2.Dünya Savaşı’nın üzerinden 85 yıl geçtiğini hatırlatarak sözlerine başlayan Filiz, “Emperyalistler hala aynı barbarlık, gaddarlık ve acımasızlıkla yeni savaşların, çatışmaların, kutuplaşmaların önünü açıyorlar. Ortadoğu’da son 20 yıldır yaşanan çatışmalarda, insanlık tarihi ve mirasının en önemli kültürel, arkeolojik eserleri de yok olmakta, telafisiz bir yıkımı meydana getirmektedir. İsrail'in özellikle son bir yıldır Gazze’ye saldırması ile yaşananlar insanlığın utanç görüntülerine bir yenisini eklemiştir. Bu orantısız savaşta binlerce masum insan ya öldürülmekte ya sürgün yollarında tarifsiz acılar yaşamakta ya da sığındıkları ülkelerde insanlık dışı şartlar nedeniyle yaşayan ölüler haline getirilmiştir. İsrail'in Gazze'deki katliamlarına rağmen AKP hükümeti, İsrail ile milyarlarca dolarlık ihracat ve ithalat ilişkilerine devam etmektedir” diye konuştu.
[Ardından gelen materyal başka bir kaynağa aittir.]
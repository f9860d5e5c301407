use super::*;

use async_trait::async_trait;
use chrono::{DateTime, Duration, Utc};
use uuid::Uuid;

use grantflow_application::{InvitationFilter, InvitationRepository};
use grantflow_core::{UserId, WorkspaceId};
use grantflow_domain::{
    EmailAddress, GrantType, Invitation, InvitationId, InvitationPermissions,
    InvitationTransition, TargetId,
};

use super::rows::{InvitationRow, PermissionsRow, invitation_columns, invitations_from_rows};

/// Flattened filter values bound positionally as `$1..$7`.
struct FilterParams {
    workspace_id: Option<Uuid>,
    grant_type: Option<&'static str>,
    target_id: Option<Uuid>,
    status: Option<&'static str>,
    email: Option<String>,
    invitee_user_id: Option<Uuid>,
    invited_by: Option<Uuid>,
}

impl FilterParams {
    fn from_filter(filter: &InvitationFilter) -> Self {
        Self {
            workspace_id: filter.workspace_id.map(|value| value.as_uuid()),
            grant_type: filter.target.map(|(grant_type, _)| grant_type.as_str()),
            target_id: filter.target.map(|(_, target_id)| target_id.as_uuid()),
            status: filter.status.map(|status| status.as_str()),
            email: filter.email.as_ref().map(|email| email.as_str().to_owned()),
            invitee_user_id: filter.invitee_user_id.map(|value| value.as_uuid()),
            invited_by: filter.invited_by.map(|value| value.as_uuid()),
        }
    }
}

macro_rules! filter_clause {
    () => {
        r#"
        WHERE ($1::UUID IS NULL OR workspace_id = $1)
          AND ($2::TEXT IS NULL OR grant_type = $2)
          AND ($3::UUID IS NULL OR target_id = $3)
          AND ($4::TEXT IS NULL OR status = $4)
          AND ($5::TEXT IS NULL OR email = $5)
          AND ($6::UUID IS NULL OR invitee_user_id = $6)
          AND ($7::UUID IS NULL OR invited_by = $7)
        "#
    };
}

impl PostgresInvitationStore {
    async fn token_update(
        &self,
        invitation_id: InvitationId,
        token: &str,
        expires_at: Option<DateTime<Utc>>,
        now: DateTime<Utc>,
        reset_reminders: bool,
    ) -> AppResult<Option<Invitation>> {
        sqlx::query_as::<_, InvitationRow>(concat!(
            r#"
            UPDATE invitations
            SET token = $2,
                expires_at = CASE WHEN $5 THEN $3 ELSE expires_at END,
                reminder_count = CASE WHEN $5 THEN 0 ELSE reminder_count END,
                reminder_sent_at = CASE WHEN $5 THEN NULL ELSE reminder_sent_at END,
                updated_at = $4
            WHERE id = $1 AND status = 'pending'
            RETURNING
            "#,
            invitation_columns!()
        ))
        .bind(invitation_id.as_uuid())
        .bind(token)
        .bind(expires_at)
        .bind(now)
        .bind(reset_reminders)
        .fetch_optional(&self.pool)
        .await
        .map_err(|error| {
            map_unique_violation(
                error,
                "invitation token is already in use",
                "update invitation token",
            )
        })?
        .map(Invitation::try_from)
        .transpose()
    }
}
"AKP İKTİDARI, FAŞİZMİ KURUMSALLAŞTIRMA ADIMLARINI DEVAM ETTİRİYOR"

31 Mart seçimleriyle gücünü kaybeden AKP-MHP iktidar bloğunun, meşruiyet krizini siyasal ve ekonomik baskıyla kapatmaya çalıştığını belirten Filiz, “AKP iktidarı faşizmi kurumsallaştırma adımlarını devam ettiriyor. Hukuksuzluklarla, gerici kuşatmayla var olmaya çalışıyor. Tüm dünyanın 1 Eylül vesilesiyle barıştan, demokrasiden, özgürlük ve eşitlikten yana söylem ve talepleri yükselttiği bir günde, 1 Eylül 2016 gecesinde, yayımladığı 672 sayılı KHK ile sorgusuz sualsiz şekilde 50 bin 875 kamu görevlisini ihraç ederek adeta kamu emekçilerine savaş açmıştır. O günden bu yana ihraç, açığa alma, adli ve idari soruşturmalar gibi her türlü zor ve baskı aracı aratarak devam etmiştir” dedi.

Kürt sorununda çözümsüzlük politikasında ısrar edilmesinin artık halaylara, düğünlere, müziğe müdahale etme, gözaltı ve tutuklama gerekçesi olma noktasına kadar geldiğini vurgulayan Filiz, “İktidar bloğu en ufak demokratik talebi, düşünce ve ifade özgürlüğü kapsamındaki eylem ve etkinlikleri gözaltı, tutuklama gerekçesi haline getirirken halkın seçme ve seçilme hakkını da gasp ederek üçüncü kez halkın iradesini gasp ederek yeniden kayyum politikasına sarılmaktadır” ifadelerini kullandı.

"ŞİDDET ODAKLI POLİTİKALARIN BEDELİNİ EMEKÇİLER ÖDEMEKTEDİR"

Son olarak AKP iktidarının silahlanmaya 15,8 milyar dolar harcadığını ve sınır ötesi operasyonları Irak’ta onlarca üs kurmaya vardırarak da göstermekte olduğunu kaydeden Filiz, şöyle konuştu: “Nitekim yıllardır içerde uyguladıkları savaş ve rant esaslı politikalar ile ülkeyi derin ekonomik ve toplumsal krizlere sürükleyen iktidar ekonomik krizin bedelini yoksul emekçilere keserken derin yoksulluğun altında ezilen halkları savaş kışkırtıcılığı, mülteci karşıtlığı, Kürt düşmanlığı üzerinden kışkırtarak, zaman zaman da tehdit ve zor ile taraftarlık ilişkisi içinde konumlandırma, toplumsal kutuplaştırma yaratma gibi özel savaş yöntemleri devreye sokmaktadır.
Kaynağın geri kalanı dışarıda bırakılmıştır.